To highlight this point, look no further than the multitude of companies that had no trouble raising massive rounds to quickly fall by the wayside. A recent example of this is Airlift, a Pakistani quick delivery service that raised an $85M Series B eleven months ago and then announced in June 2022 that it was shutting down. And Airlift is not an outlier; it's one of a long list of mature companies that have failed despite previously raising strong rounds. So, if these companies didn’t have access to capital problems, what’s the real root cause of their failure?
Well, for one, the answer likely doesn’t come down to a single issue. Of the 111 post-mortem startups CB Insights tracked, the majority cited two or more underlying reasons for their failure. For most, lack of money was an issue, but it wasn’t as prevalent as you would think. In a more recent survey, only 16% of defunct startups claimed cash problems caused their business to close. Perhaps more shockingly, 56% claimed some type of market problem caused their demise. Specifically, most cited lack of product-market fit as the killer of their business. Conclusion: running out of runway is pretty bad, but not knowing who your product serves is far worse.
If poor market strategy is the leading cause of startup deaths, we can intuitively conclude that the opposite is true. A good market strategy improves the longevity of your startup. While prevailing research does seem to validate that, how does a startup actually go on to find great market fit? Fortunately, the internet is full of resources covering this topic (here’s one from Hubspot and another from Shopify). At a high level, these are the suggested guidelines on achieving minimal product market fit:
1. Get out of the building! Talk to your customers about your product, solicit feedback, and watch them use the product;
2. Continuously improve and iterate on features;
3. A/B test your available marketing channels for the most effective; and
4. Wait to scale until you’ve proven market fit
The fourth is key in the cash conversation. In a 2011 UC Berkeley and Stanford joint study of 3,200 startups, 70% reported that premature scaling killed their business. In those cases, all the access to capital in the world couldn’t have solved the core concern for these companies: who would buy their product at the price they needed to sell it? Attempting to scale before answering this just meant unnecessary cash burn, until these startups no longer had money to operate.

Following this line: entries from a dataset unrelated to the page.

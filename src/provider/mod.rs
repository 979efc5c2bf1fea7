pub mod bflist;
pub mod error;
pub mod models;

use futures::future::{BoxFuture, join_all};

pub use self::error::{ProviderError, ProviderResult};
pub use self::models::{PlayerState, ServerState};

/// Address of a server to look up.
#[derive(Debug, Clone, PartialEq, Eq, Hash)]
pub struct ServerQuery {
    /// Host (IPv4 address) of the server.
    pub host: String,
    /// Game port of the server.
    pub port: u16,
}

impl ServerQuery {
    /// Build a query for `host:port`.
    pub fn new(host: impl Into<String>, port: u16) -> Self {
        Self {
            host: host.into(),
            port,
        }
    }

    /// `host:port` form used by the polling sources as lookup key.
    pub fn address(&self) -> String {
        format!("{}:{}", self.host, self.port)
    }
}

/// Abstraction over the external source that polls live game server state.
pub trait StateProvider: Send + Sync {
    /// Look up the current state of a single server.
    fn lookup(&self, query: ServerQuery) -> BoxFuture<'static, ProviderResult<ServerState>>;

    /// Look up several servers at once, returning one outcome per query in query order.
    ///
    /// The default runs every single lookup concurrently.
    fn lookup_many(
        &self,
        queries: Vec<ServerQuery>,
    ) -> BoxFuture<'static, Vec<(ServerQuery, ProviderResult<ServerState>)>> {
        let lookups: Vec<_> = queries
            .iter()
            .cloned()
            .map(|query| self.lookup(query))
            .collect();
        Box::pin(async move {
            let outcomes = join_all(lookups).await;
            queries.into_iter().zip(outcomes).collect()
        })
    }
}
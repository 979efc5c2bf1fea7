//! Print the OpenAPI document of the HTTP surface.

use spectator_controller::services::documentation::ApiDoc;
use utoipa::OpenApi;

fn main() -> Result<(), serde_json::Error> {
    println!("{}", ApiDoc::openapi().to_pretty_json()?);
    Ok(())
}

This was exactly Airlift’s problem. In less than a year the company burnt $85M cash and had little traction to show for it. At no time before or after its Series B was it remotely cash flow positive. To grow, it was reportedly negotiating deals with retailers that reflected gross margins of less than 5%, far lower than what was needed to cover other expenses like salaries and marketing. Airlift never really cracked the product market fit equation, where it could offer a price the customer would willingly pay and operationally made sense. Rather than solving that issue the correct way, Airlift attempted to get around it entirely by effectively buying market share and burning through an insane amount of cash. When that strategy inevitably didn’t work, the company went out of business.
So, what’s the big takeaway here? In this market, a winning formula may be to balance deliberate growth with explosive growth, as the former is a more reliable recipe for success and the latter is far more speculative. Build out a strong product. Understand who your target customer is and what value proposition you can offer them. Determine the right price to sell your product, at which point both you and your customer can be satisfied. When you’ve figured all of that out, then look to bring in meaningful capital to scale your business. If you do all of that, your startup will be in a much better position to succeed. Once you achieve product market fit, raising capital will be a more predictable process and much less impacted by the macroeconomic headwinds and market noise.